Library Construction

• Overnight cultures were miniprepped (yields around 30-40ng/uL) and digested following the August 22nd protocol (but with 1ug of template plasmid)
• The digested plasmid was then immediately phosphatized by adding 1uL of Antarctic phosphatase and 10uL of the phosphatase buffer and incubating for 30min at 37C followed by 5 min at 65C.
• Minelute purified the product: recovered about half of the DNA

CB bottom library

• Made glycerol stock of CB bottom strain + CB bottom library
• LB+spec plates look great, so the transformation worked! Could be small colonies on the NM-based plates, but they are very small so we will let them grow up for longer
• Also want to plate washed cells from the transformation: washed twice in NM, and then plated either the equivalent of 100uL or 10uL of cells onto LB+spec, NM+his+spec, NM+spec, NM+1mM 3AT+spec, NM+3mM 3AT+spec, NM+10mM 3AT+spec plates.

September 17th

• ZFB-his3-ura3 biobrick:
  • Digested insert and pSB1C3 backbone with EcoR1 and Spe1 following NEBiolabs protocol
  • Minelute: 50ng/uL and 17ng/uL respectively
  • ligated according to NEBiolabs protocol (both with and without ZFB-hisura insert) and transformed into chem comp cells. Recovered for 1 hr and plated on LB+chloramphenicol
• CB bottom library:
  • Retransformed CB bottom ZFB strain with CB bottom library and Zif268 as a negative control (about 100ng each)
  • Plated 10uL (unwashed) of both cultures on the full range of plates.

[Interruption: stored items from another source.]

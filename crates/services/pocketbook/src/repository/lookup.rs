//! Result of a single-entity lookup that keeps "absent" apart from "failed".

use common::{AppError, AppResult};

#[derive(Debug)]
pub enum Lookup<T> {
    Found(T),
    NotFound,
    /// The lookup could not run; the error has already been logged
    Failed(AppError),
}

impl<T> Lookup<T> {
    pub fn found(self) -> Option<T> {
        match self {
            Lookup::Found(value) => Some(value),
            Lookup::NotFound | Lookup::Failed(_) => None,
        }
    }

    pub fn is_found(&self) -> bool {
        matches!(self, Lookup::Found(_))
    }

    pub fn is_not_found(&self) -> bool {
        matches!(self, Lookup::NotFound)
    }

    pub fn is_failed(&self) -> bool {
        matches!(self, Lookup::Failed(_))
    }

    pub fn map<U, F>(self, f: F) -> Lookup<U>
    where
        F: FnOnce(T) -> U,
    {
        match self {
            Lookup::Found(value) => Lookup::Found(f(value)),
            Lookup::NotFound => Lookup::NotFound,
            Lookup::Failed(err) => Lookup::Failed(err),
        }
    }

    /// Back to a `Result`: absence becomes `Ok(None)`, failure becomes `Err`.
    pub fn into_result(self) -> AppResult<Option<T>> {
        match self {
            Lookup::Found(value) => Ok(Some(value)),
            Lookup::NotFound => Ok(None),
            Lookup::Failed(err) => Err(err),
        }
    }
}

impl<T> From<AppResult<T>> for Lookup<T> {
    fn from(result: AppResult<T>) -> Self {
        match result {
            Ok(value) => Lookup::Found(value),
            Err(AppError::NotFound) => Lookup::NotFound,
            Err(err) => Lookup::Failed(err),
        }
    }
}
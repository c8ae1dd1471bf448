//! Common utilities shared across the workspace.
//!
//! This crate provides:
//! - Unified error handling
//! - Configuration structures

pub mod config;
pub mod error;

pub use config::*;
pub use error::{AppError, AppResult, OptionExt};
//! SeaORM entity definitions.

pub mod user;

pub use user::{ActiveModel as UserActiveModel, Entity as UserEntity, Model as UserModel};
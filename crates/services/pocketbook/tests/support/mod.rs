//! Shared helpers for the integration tests.

#![allow(dead_code)]

use std::sync::{Arc, Mutex};

use tracing::subscriber::DefaultGuard;
use tracing::{Event, Level, Subscriber};
use tracing_subscriber::layer::{Context, SubscriberExt};
use tracing_subscriber::Layer;

use ::common::DatabaseConfig;
use domain::User;
use pocketbook_lib::infra::{Database, Persistence, UnitOfWork};

/// Fresh in-memory database with the schema in place.
pub async fn setup() -> (Database, Persistence) {
    let database = Database::connect(&DatabaseConfig::in_memory())
        .await
        .expect("in-memory database should open");
    let uow = database.unit_of_work();
    (database, uow)
}

pub fn create_test_user(email: &str) -> User {
    User::new("Test", "User", email, "password123")
}

/// Add users through a separate unit of work so they are persisted.
pub async fn seed(database: &Database, users: &[User]) {
    let uow = database.unit_of_work();
    for user in users {
        uow.users()
            .add(user.clone())
            .await
            .expect("seed user should insert");
    }
}

/// Users as stored, read through a separate unit of work.
///
/// Must not be called while another unit of work holds an open transaction:
/// the in-memory pool has a single connection.
pub async fn persisted(database: &Database) -> Vec<User> {
    database.unit_of_work().users().all().await
}

/// Counts warn and error events emitted by the repository layer.
#[derive(Clone, Default)]
pub struct RepositoryLogs {
    events: Arc<Mutex<Vec<Level>>>,
}

impl RepositoryLogs {
    pub fn install(&self) -> DefaultGuard {
        tracing::subscriber::set_default(tracing_subscriber::registry().with(self.clone()))
    }

    pub fn count(&self) -> usize {
        self.events.lock().unwrap().len()
    }

    pub fn count_at(&self, level: Level) -> usize {
        self.events
            .lock()
            .unwrap()
            .iter()
            .filter(|recorded| **recorded == level)
            .count()
    }
}

impl<S: Subscriber> Layer<S> for RepositoryLogs {
    fn on_event(&self, event: &Event<'_>, _ctx: Context<'_, S>) {
        let metadata = event.metadata();
        let level = *metadata.level();
        if metadata.target().starts_with("pocketbook_lib::repository")
            && (level == Level::WARN || level == Level::ERROR)
        {
            self.events.lock().unwrap().push(level);
        }
    }
}
//! Infrastructure layer - database connection, session and unit of work.

mod db;
pub mod session;
pub mod unit_of_work;

pub use db::Database;
pub use session::{Session, SessionHandle};
pub use unit_of_work::{Persistence, TransactionScope, UnitOfWork};
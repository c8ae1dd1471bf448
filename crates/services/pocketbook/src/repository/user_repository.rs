//! User repository with logged, non-throwing reads and staged writes.

use async_trait::async_trait;
use sea_orm::{ColumnTrait, Condition};
use uuid::Uuid;

use super::base::{GenericRepository, Repository};
use super::entities::user::{self, Entity as UserEntity};
use super::lookup::Lookup;
use crate::infra::SessionHandle;
use common::{AppError, AppResult, OptionExt};
use domain::User;

#[cfg(any(test, feature = "test-utils"))]
use mockall::automock;

const REPOSITORY: &str = "UserRepository";

/// User repository trait for dependency injection.
///
/// Reads and staging operations never return an error: failures are logged
/// and reported through a sentinel (`Lookup::Failed`, an empty list, `false`).
/// `delete` and `upsert` of an existing user only stage the change; it reaches
/// storage on the unit of work's next save.
#[cfg_attr(any(test, feature = "test-utils"), automock)]
#[async_trait]
pub trait UserRepository: Send + Sync {
    /// All users, or an empty list when the read fails
    async fn all(&self) -> Vec<User>;

    async fn get_by_id(&self, id: Uuid) -> Lookup<User>;

    /// Insert and save immediately. Failures propagate.
    async fn add(&self, user: User) -> AppResult<bool>;

    /// Stage removal of the user; `false` when absent or on failure
    async fn delete(&self, id: Uuid) -> bool;

    /// Add when absent (saved immediately), otherwise stage a field update
    async fn upsert(&self, user: User) -> bool;

    /// Users matching the condition. Failures propagate.
    async fn find(&self, predicate: Condition) -> AppResult<Vec<User>>;

    /// First user whose email matches exactly
    async fn get_by_email(&self, email: &str) -> Lookup<User>;
}

/// Session-backed implementation of UserRepository
pub struct UserStore {
    users: GenericRepository<UserEntity>,
}

impl UserStore {
    pub fn new(session: SessionHandle) -> Self {
        Self {
            users: GenericRepository::new(session),
        }
    }

    /// The underlying repository, whose operations propagate every error.
    pub fn strict(&self) -> &GenericRepository<UserEntity> {
        &self.users
    }

    async fn try_delete(&self, id: Uuid) -> AppResult<bool> {
        let mut session = self.users.session().lock().await;
        if session.find_by_id::<UserEntity>(id).await?.is_none() {
            return Ok(false);
        }

        session.stage_removal::<UserEntity>(id)?;
        Ok(true)
    }

    async fn try_upsert(&self, user: User) -> AppResult<bool> {
        let existing = {
            let session = self.users.session().lock().await;
            session.find_by_id::<UserEntity>(user.id).await?
        };

        let Some(mut tracked) = existing else {
            return self.users.add(user.into()).await;
        };

        tracked.copy_fields_from(user);
        self.users
            .session()
            .lock()
            .await
            .stage_update::<UserEntity>(tracked)?;
        Ok(true)
    }

    async fn try_get_by_email(&self, email: &str) -> AppResult<user::Model> {
        let matches = self
            .users
            .find(Condition::all().add(user::Column::Email.eq(email)))
            .await?;
        matches.into_iter().next().ok_or_not_found()
    }
}

#[async_trait]
impl UserRepository for UserStore {
    async fn all(&self) -> Vec<User> {
        match self.users.all().await {
            Ok(models) => models.into_iter().map(User::from).collect(),
            Err(err) => {
                log_failure("all", &err);
                Vec::new()
            }
        }
    }

    async fn get_by_id(&self, id: Uuid) -> Lookup<User> {
        let lookup = Lookup::from(self.users.get_by_id(id).await).map(User::from);
        report("get_by_id", &lookup);
        lookup
    }

    async fn add(&self, user: User) -> AppResult<bool> {
        self.users.add(user.into()).await
    }

    async fn delete(&self, id: Uuid) -> bool {
        self.try_delete(id).await.unwrap_or_else(|err| {
            log_failure("delete", &err);
            false
        })
    }

    async fn upsert(&self, user: User) -> bool {
        self.try_upsert(user).await.unwrap_or_else(|err| {
            log_failure("upsert", &err);
            false
        })
    }

    async fn find(&self, predicate: Condition) -> AppResult<Vec<User>> {
        let models = self.users.find(predicate).await?;
        Ok(models.into_iter().map(User::from).collect())
    }

    async fn get_by_email(&self, email: &str) -> Lookup<User> {
        let lookup = Lookup::from(self.try_get_by_email(email).await).map(User::from);
        report("get_by_email", &lookup);
        lookup
    }
}

fn report<T>(operation: &'static str, lookup: &Lookup<T>) {
    match lookup {
        Lookup::Found(_) => {}
        Lookup::NotFound => tracing::warn!(
            repository = REPOSITORY,
            operation,
            "{} {} found no matching user",
            REPOSITORY,
            operation
        ),
        Lookup::Failed(err) => log_failure(operation, err),
    }
}

fn log_failure(operation: &'static str, err: &AppError) {
    tracing::error!(
        repository = REPOSITORY,
        operation,
        code = err.code(),
        error = ?err,
        "{} {} function error",
        REPOSITORY,
        operation
    );
}
//! Run conditions for optional stages.

use crate::context::PipelineContext;
use crate::core::StageStatus;
use serde_json::Value;
use std::fmt;
use std::sync::Arc;

type ConditionFn = dyn Fn(&PipelineContext) -> bool + Send + Sync;

/// Decides, from the results so far, whether a stage runs or is skipped.
#[derive(Clone)]
pub struct StageCondition {
    description: String,
    predicate: Arc<ConditionFn>,
}

impl StageCondition {
    /// Creates a condition from a predicate.
    #[must_use]
    pub fn new<F>(description: impl Into<String>, predicate: F) -> Self
    where
        F: Fn(&PipelineContext) -> bool + Send + Sync + 'static,
    {
        Self {
            description: description.into(),
            predicate: Arc::new(predicate),
        }
    }

    /// Runs only if `stage` finished `Ok`.
    #[must_use]
    pub fn stage_ok(stage: impl Into<String>) -> Self {
        let stage = stage.into();
        Self::new(format!("{stage} is ok"), move |ctx| {
            ctx.get(&stage).is_some_and(|r| r.status == StageStatus::Ok)
        })
    }

    /// Runs only if `stage` produced parsed output.
    #[must_use]
    pub fn has_output(stage: impl Into<String>) -> Self {
        let stage = stage.into();
        Self::new(format!("{stage} has output"), move |ctx| {
            ctx.get(&stage).is_some_and(|r| r.parsed.is_some())
        })
    }

    /// Runs only if `stage` produced a non-empty JSON array or object.
    #[must_use]
    pub fn json_non_empty(stage: impl Into<String>) -> Self {
        let stage = stage.into();
        Self::new(format!("{stage} is non-empty"), move |ctx| {
            match ctx.get(&stage).and_then(|r| r.json()) {
                Some(Value::Array(items)) => !items.is_empty(),
                Some(Value::Object(map)) => !map.is_empty(),
                Some(Value::Null) | None => false,
                Some(_) => true,
            }
        })
    }

    /// Returns the description, used as the skip reason.
    #[must_use]
    pub fn description(&self) -> &str {
        &self.description
    }

    /// Evaluates the condition.
    #[must_use]
    pub fn evaluate(&self, context: &PipelineContext) -> bool {
        (self.predicate)(context)
    }
}

impl fmt::Debug for StageCondition {
    fn fmt(&self, f: &mut fmt::Formatter<'_>) -> fmt::Result {
        f.debug_struct("StageCondition")
            .field("description", &self.description)
            .finish()
    }
}

#[cfg(test)]
mod tests {
    use super::*;
    use crate::core::StageResult;
    use crate::extract::ExtractedValue;
    use chrono::Utc;
    use serde_json::json;

    fn ctx_with(stage: &str, parsed: Option<Value>) -> PipelineContext {
        let mut ctx = PipelineContext::new();
        ctx.insert(StageResult::ok(stage, "raw", parsed.map(ExtractedValue::Json), Utc::now()))
            .unwrap();
        ctx
    }

    #[test]
    fn test_stage_ok() {
        let cond = StageCondition::stage_ok("relate");
        assert!(cond.evaluate(&ctx_with("relate", None)));
        assert!(!cond.evaluate(&PipelineContext::new()));
    }

    #[test]
    fn test_has_output() {
        let cond = StageCondition::has_output("relate");
        assert!(!cond.evaluate(&ctx_with("relate", None)));
        assert!(cond.evaluate(&ctx_with("relate", Some(json!([])))));
    }

    #[test]
    fn test_json_non_empty() {
        let cond = StageCondition::json_non_empty("relate");
        assert!(!cond.evaluate(&ctx_with("relate", Some(json!([])))));
        assert!(cond.evaluate(&ctx_with("relate", Some(json!([{"x": "a", "y": "b"}])))));
        assert_eq!(cond.description(), "relate is non-empty");
    }
}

The rest of the culture was inoculated with spec and left to grow overnight.
• Library assembly:
  • Ran the digested and phosphotased samples on a gel with the uncut plasmids to verify that they were cut correctly. The cut samples ran differently from the uncut, showing that the plasmids were successfully linearized.

September 19th

• PCR using VF2 and VR primers to check that biobrick assembly worked
  • Results: bands were too small--insertion not successful
• repeated digestion (NEBiolabs protocol) for ZFB-hisura and pSB1C3 with EcoR1 and Spe1

September 21st

• ligated and transformed ZFB-his3-ura3 biobrick into chem comp cells using same procedure as before
• CB bottom library plates: some of the plates looked like they may have colonies, so we picked a few to grow up in LB+spec for further confirmation.

September 22nd

• Ligation plates still had very few colonies, but when I repeated the PCR with the VR and VF2 primers, it looks like one of them (#18) does have the proper insert! Culture will grow overnight and be miniprepped tomorrow for Quikchange.

• Miniprepped TolC selection strain KS to get a fresh batch of Zif268 on the spec plasmid
• 26 of the 30 CB bottom cultures grew overnight in LB+spec, so I did a PCR of the pZE23G plasmid junction (same procedure as July 12th). Zif268 acted as a positive control. It appears that most of the colonies that grew do indeed have the zinc finger expression plasmid in them--they might be novel hits!!!!

September 23rd

CB bottom hits:

Plate reader:

• Columns 1, 7: LB+spec
• Colummns 2, 8: NM+his
• Columns 3, 9: NM
• Columns 4, 10: 1mM 3-AT
• Columns 5, 11: 3mM 3-AT
• Columns 6, 12: 10mM 3-AT
• Row A: negative control (CB bottom +Zif268)(1-6) and D1 (7-12)
• Row B: D2 and C3
• Row C: B1 and B2
• Row D: B3 and B4
• Row E: B5, B6
• Row F: B7, B8
• Row G: B9, B10
• (D1-2 are from 10mM 3-AT plate, C3 from 1mM 3-AT, all Bs from 3mM 3-AT plate)

Sequencing:

• Repeat yesterday's PCR to be sent out for sequencing

Biobricks:

• Miniprepped chem comp cells with ZFB-hisura biobrick for Quikchange tomorrow.